- Your objective
When the line containing "pub fn reject_inserts(&self, reason: Option<&str>)" is found in the data below, copy it and each line after it through the line containing "Some(reason) = self.insert_failure.lock().ok().and_then(|g|", exactly and with no others.

---- Information supplied

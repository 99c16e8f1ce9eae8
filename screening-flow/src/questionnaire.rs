//! Risk questionnaire: definitions fetched from the store, boolean answers
//! collected per key, and the record submitted once every key is answered.

use async_trait::async_trait;
use chrono::{DateTime, Utc};
use serde::{Deserialize, Serialize};
use std::collections::{BTreeMap, HashSet};
use std::sync::Mutex;
use tracing::{info, warn};
use uuid::Uuid;

use crate::error::{Result, ScreeningError};

/// One question of the risk questionnaire.
#[derive(Debug, Clone, PartialEq, Eq, Serialize, Deserialize)]
pub struct QuestionDefinition {
    #[serde(rename = "question_key")]
    pub key: String,
    #[serde(rename = "question_text")]
    pub prompt: String,
}

impl QuestionDefinition {
    pub fn new(key: impl Into<String>, prompt: impl Into<String>) -> Self {
        Self {
            key: key.into(),
            prompt: prompt.into(),
        }
    }
}

/// Answers keyed by question key.
pub type AnswerSet = BTreeMap<String, bool>;

/// A complete questionnaire as handed to the record store. Immutable once
/// built; resubmission produces a new record.
#[derive(Debug, Clone, PartialEq, Serialize, Deserialize)]
pub struct QuestionnaireRecord {
    pub id: Uuid,
    pub subject_id: String,
    pub answers: AnswerSet,
    pub submitted_at: DateTime<Utc>,
}

impl QuestionnaireRecord {
    /// Flat row accepted by the record store:
    /// `{ national_id, <question_key>: bool, ... }`.
    pub fn to_row(&self) -> serde_json::Map<String, serde_json::Value> {
        let mut row = serde_json::Map::new();
        row.insert(
            "national_id".to_string(),
            serde_json::Value::String(self.subject_id.clone()),
        );
        for (key, value) in &self.answers {
            row.insert(key.clone(), serde_json::Value::Bool(*value));
        }
        row
    }
}

/// Read access to question definitions and write access to records.
#[async_trait]
pub trait QuestionnaireStore: Send + Sync {
    /// Ordered question set. Errors map to `SourceUnavailable`.
    async fn fetch_definitions(&self) -> Result<Vec<QuestionDefinition>>;

    /// Accepts or rejects a record. A declined record maps to
    /// `SubmissionRejected`.
    async fn insert_record(&self, record: &QuestionnaireRecord) -> Result<()>;
}

#[derive(Debug, Clone, Copy, PartialEq, Eq, Serialize, Deserialize)]
#[serde(rename_all = "snake_case")]
pub enum QuestionnaireStatus {
    NotLoaded,
    Ready,
    /// The last fetch failed; no questions are offered until a reload succeeds.
    Unavailable,
}

/// Collects answers against the loaded definitions.
#[derive(Debug, Clone)]
pub struct QuestionnaireEngine {
    status: QuestionnaireStatus,
    definitions: Vec<QuestionDefinition>,
    answers: AnswerSet,
}

impl Default for QuestionnaireEngine {
    fn default() -> Self {
        Self::new()
    }
}

impl QuestionnaireEngine {
    pub fn new() -> Self {
        Self {
            status: QuestionnaireStatus::NotLoaded,
            definitions: Vec::new(),
            answers: AnswerSet::new(),
        }
    }

    pub fn status(&self) -> QuestionnaireStatus {
        self.status
    }

    /// Loaded definitions in display order. Empty unless `Ready`.
    pub fn definitions(&self) -> &[QuestionDefinition] {
        &self.definitions
    }

    pub fn answers(&self) -> &AnswerSet {
        &self.answers
    }

    /// Fetches definitions from `store` and installs them.
    pub async fn load_definitions(&mut self, store: &dyn QuestionnaireStore) -> Result<()> {
        let fetched = store.fetch_definitions().await;
        self.install(fetched)
    }

    /// Installs the outcome of a definition fetch. A failure, or a set with
    /// duplicate keys, leaves the engine `Unavailable` with no questions.
    pub(crate) fn install(&mut self, fetched: Result<Vec<QuestionDefinition>>) -> Result<()> {
        self.answers.clear();
        self.definitions.clear();

        let definitions = match fetched.and_then(validate_definitions) {
            Ok(definitions) => definitions,
            Err(e) => {
                warn!("Question definitions unavailable: {}", e);
                self.status = QuestionnaireStatus::Unavailable;
                return Err(match e {
                    ScreeningError::SourceUnavailable(_) => e,
                    other => ScreeningError::SourceUnavailable(other.to_string()),
                });
            }
        };

        info!("Loaded {} question definitions", definitions.len());
        self.definitions = definitions;
        self.status = QuestionnaireStatus::Ready;
        Ok(())
    }

    /// Records the answer for a loaded question key.
    pub fn answer(&mut self, key: &str, value: bool) -> Result<()> {
        if !self.definitions.iter().any(|d| d.key == key) {
            return Err(ScreeningError::UnknownQuestion(key.to_string()));
        }
        self.answers.insert(key.to_string(), value);
        Ok(())
    }

    /// Keys that still lack an answer, in display order.
    pub fn missing(&self) -> Vec<String> {
        self.definitions
            .iter()
            .filter(|d| !self.answers.contains_key(&d.key))
            .map(|d| d.key.clone())
            .collect()
    }

    /// True iff definitions are loaded and every key has an answer.
    pub fn is_complete(&self) -> bool {
        self.status == QuestionnaireStatus::Ready
            && !self.definitions.is_empty()
            && self.missing().is_empty()
    }

    /// Builds the record for `subject_id`, failing with `IncompleteAnswers`
    /// unless every loaded key is answered.
    pub fn record_for(&self, subject_id: &str) -> Result<QuestionnaireRecord> {
        if !self.is_complete() {
            return Err(ScreeningError::IncompleteAnswers {
                missing: self.missing(),
            });
        }

        Ok(QuestionnaireRecord {
            id: Uuid::new_v4(),
            subject_id: subject_id.to_string(),
            answers: self.answers.clone(),
            submitted_at: Utc::now(),
        })
    }

    /// Validates completeness, then hands the record to `store`.
    pub async fn submit(
        &self,
        store: &dyn QuestionnaireStore,
        subject_id: &str,
    ) -> Result<QuestionnaireRecord> {
        let record = self.record_for(subject_id)?;
        store.insert_record(&record).await?;
        info!(record_id = %record.id, subject = %subject_id, "Questionnaire submitted");
        Ok(record)
    }
}

fn validate_definitions(definitions: Vec<QuestionDefinition>) -> Result<Vec<QuestionDefinition>> {
    let mut seen = HashSet::new();
    for definition in &definitions {
        if definition.key.trim().is_empty() {
            return Err(ScreeningError::SourceUnavailable(
                "question definition with empty key".to_string(),
            ));
        }
        if !seen.insert(definition.key.as_str()) {
            return Err(ScreeningError::SourceUnavailable(format!(
                "duplicate question key '{}'",
                definition.key
            )));
        }
    }
    Ok(definitions)
}

/// In-process store holding definitions and accepted records.
pub struct InMemoryQuestionnaireStore {
    definitions: Mutex<Vec<QuestionDefinition>>,
    records: Mutex<Vec<QuestionnaireRecord>>,
    fetch_failure: Mutex<Option<String>>,
    insert_failure: Mutex<Option<String>>,
}

impl InMemoryQuestionnaireStore {
    pub fn new(definitions: Vec<QuestionDefinition>) -> Self {
        Self {
            definitions: Mutex::new(definitions),
            records: Mutex::new(Vec::new()),
            fetch_failure: Mutex::new(None),
            insert_failure: Mutex::new(None),
        }
    }

    /// The five ABCDE self-check questions.
    pub fn with_abcde_questions() -> Self {
        Self::new(vec![
            QuestionDefinition::new(
                "asymmetry",
                "When you look at the lesion, does one half look different from the other half in shape or thickness?",
            ),
            QuestionDefinition::new(
                "border",
                "Have you noticed if the edges of the lesion look ragged, notched, or blurred rather than smooth?",
            ),
            QuestionDefinition::new(
                "color",
                "Do you see more than one color in the lesion, such as brown, black, red, white, or blue?",
            ),
            QuestionDefinition::new(
                "diameter",
                "Would you say it is larger than about 6 millimeters, roughly the size of a pencil eraser?",
            ),
            QuestionDefinition::new(
                "evolution",
                "Has the lesion changed recently in size, shape, color, or caused any new symptoms like itching, bleeding, or crusting?",
            ),
        ])
    }

    /// Makes subsequent fetches fail with `SourceUnavailable(reason)`;
    /// `None` restores normal behaviour.
    pub fn fail_fetches(&self, reason: Option<&str>) {
        if let Ok(mut guard) = self.fetch_failure.lock() {
            *guard = reason.map(str::to_string);
        }
    }

    /// Makes subsequent inserts fail with `SubmissionRejected(reason)`;
    /// `None` restores normal behaviour.
    pub fn reject_inserts(&self, reason: Option<&str>) {
        if let Ok(mut guard) = self.insert_failure.lock() {
            *guard = reason.map(str::to_string);
        }
    }

    pub fn records(&self) -> Vec<QuestionnaireRecord> {
        self.records.lock().map(|r| r.clone()).unwrap_or_default()
    }
}

#[async_trait]
impl QuestionnaireStore for InMemoryQuestionnaireStore {
    async fn fetch_definitions(&self) -> Result<Vec<QuestionDefinition>> {
        if let Some(reason) = self.fetch_failure.lock().ok().and_then(|g| g.clone()) {
            return Err(ScreeningError::SourceUnavailable(reason));
        }
        Ok(self
            .definitions
            .lock()
            .map(|d| d.clone())
            .unwrap_or_default())
    }

    async fn insert_record(&self, record: &QuestionnaireRecord) -> Result<()> {
        if let Some(reason) = self.insert_failure.lock().ok().and_then(|g| g.clone()) {
            return Err(ScreeningError::SubmissionRejected(reason));
        }
        self.records
            .lock()
            .map_err(|e| ScreeningError::SubmissionRejected(e.to_string()))?
            .push(record.clone());
        Ok(())
    }
}

#[cfg(test)]
mod tests {
    use super::*;

    fn two_questions() -> InMemoryQuestionnaireStore {
        InMemoryQuestionnaireStore::new(vec![
            QuestionDefinition::new("asymmetry", "Is one half different from the other?"),
            QuestionDefinition::new("border", "Are the edges irregular?"),
        ])
    }

    #[tokio::test]
    async fn partial_answers_are_rejected_without_touching_the_store() {
        let store = two_questions();
        let mut engine = QuestionnaireEngine::new();
        engine.load_definitions(&store).await.unwrap();

        engine.answer("asymmetry", true).unwrap();
        assert!(!engine.is_complete());

        let err = engine.submit(&store, "X").await.unwrap_err();
        assert_eq!(
            err,
            ScreeningError::IncompleteAnswers {
                missing: vec!["border".to_string()]
            }
        );
        assert!(store.records().is_empty());
    }

    #[tokio::test]
    async fn complete_answers_produce_a_flat_record() {
        let store = two_questions();
        let mut engine = QuestionnaireEngine::new();
        engine.load_definitions(&store).await.unwrap();

        engine.answer("asymmetry", true).unwrap();
        engine.answer("border", false).unwrap();
        assert!(engine.is_complete());

        let record = engine.submit(&store, "X").await.unwrap();
        assert_eq!(record.subject_id, "X");

        let row = record.to_row();
        assert_eq!(row["national_id"], "X");
        assert_eq!(row["asymmetry"], true);
        assert_eq!(row["border"], false);
        assert_eq!(row.len(), 3);

        assert_eq!(store.records(), vec![record]);
    }

    #[tokio::test]
    async fn resubmission_creates_a_new_record() {
        let store = two_questions();
        let mut engine = QuestionnaireEngine::new();
        engine.load_definitions(&store).await.unwrap();
        engine.answer("asymmetry", false).unwrap();
        engine.answer("border", false).unwrap();

        let first = engine.submit(&store, "X").await.unwrap();
        let second = engine.submit(&store, "X").await.unwrap();
        assert_ne!(first.id, second.id);
        assert_eq!(store.records().len(), 2);
    }

    #[tokio::test]
    async fn unknown_keys_are_refused() {
        let store = two_questions();
        let mut engine = QuestionnaireEngine::new();
        engine.load_definitions(&store).await.unwrap();

        assert_eq!(
            engine.answer("diameter", true),
            Err(ScreeningError::UnknownQuestion("diameter".to_string()))
        );
        assert!(engine.answers().is_empty());
    }

    #[tokio::test]
    async fn answering_again_overwrites() {
        let store = two_questions();
        let mut engine = QuestionnaireEngine::new();
        engine.load_definitions(&store).await.unwrap();

        engine.answer("border", true).unwrap();
        engine.answer("border", false).unwrap();
        assert_eq!(engine.answers().get("border"), Some(&false));
        assert_eq!(engine.answers().len(), 1);
    }

    #[tokio::test]
    async fn failed_fetch_leaves_no_questions() {
        let store = two_questions();
        let mut engine = QuestionnaireEngine::new();
        engine.load_definitions(&store).await.unwrap();
        engine.answer("border", true).unwrap();

        store.fail_fetches(Some("connection refused"));
        let err = engine.load_definitions(&store).await.unwrap_err();
        assert_eq!(
            err,
            ScreeningError::SourceUnavailable("connection refused".to_string())
        );
        assert_eq!(engine.status(), QuestionnaireStatus::Unavailable);
        assert!(engine.definitions().is_empty());
        assert!(engine.answers().is_empty());
        assert!(!engine.is_complete());
    }

    #[tokio::test]
    async fn duplicate_keys_make_the_source_unusable() {
        let store = InMemoryQuestionnaireStore::new(vec![
            QuestionDefinition::new("color", "a"),
            QuestionDefinition::new("color", "b"),
        ]);
        let mut engine = QuestionnaireEngine::new();
        let err = engine.load_definitions(&store).await.unwrap_err();
        assert!(matches!(err, ScreeningError::SourceUnavailable(_)));
        assert_eq!(engine.status(), QuestionnaireStatus::Unavailable);
    }

    #[tokio::test]
    async fn empty_definition_set_is_never_complete() {
        let store = InMemoryQuestionnaireStore::new(Vec::new());
        let mut engine = QuestionnaireEngine::new();
        engine.load_definitions(&store).await.unwrap();
        assert!(!engine.is_complete());
        assert!(matches!(
            engine.record_for("X"),
            Err(ScreeningError::IncompleteAnswers { .. })
        ));
    }

    #[tokio::test]
    async fn store_rejection_is_surfaced() {
        let store = two_questions();
        store.reject_inserts(Some("duplicate key value violates unique constraint"));
        let mut engine = QuestionnaireEngine::new();
        engine.load_definitions(&store).await.unwrap();
        engine.answer("asymmetry", true).unwrap();
        engine.answer("border", true).unwrap();

        let err = engine.submit(&store, "X").await.unwrap_err();
        assert!(matches!(err, ScreeningError::SubmissionRejected(_)));
        assert!(store.records().is_empty());
    }

    #[test]
    fn definitions_use_store_field_names() {
        let parsed: Vec<QuestionDefinition> = serde_json::from_str(
            r#"[{"question_key":"asymmetry","question_text":"Asymmetric?"}]"#,
        )
        .unwrap();
        assert_eq!(parsed[0], QuestionDefinition::new("asymmetry", "Asymmetric?"));
    }
}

--------

- Expected answer
    pub fn reject_inserts(&self, reason: Option<&str>) {
        if let Ok(mut guard) = self.insert_failure.lock() {
            *guard = reason.map(str::to_string);
        }
    }

    pub fn records(&self) -> Vec<QuestionnaireRecord> {
        self.records.lock().map(|r| r.clone()).unwrap_or_default()
    }
}

#[async_trait]
impl QuestionnaireStore for InMemoryQuestionnaireStore {
    async fn fetch_definitions(&self) -> Result<Vec<QuestionDefinition>> {
        if let Some(reason) = self.fetch_failure.lock().ok().and_then(|g| g.clone()) {
            return Err(ScreeningError::SourceUnavailable(reason));
        }
        Ok(self
            .definitions
            .lock()
            .map(|d| d.clone())
            .unwrap_or_default())
    }

    async fn insert_record(&self, record: &QuestionnaireRecord) -> Result<()> {
        if let Some(reason) = self.insert_failure.lock().ok().and_then(|g| g.clone()) {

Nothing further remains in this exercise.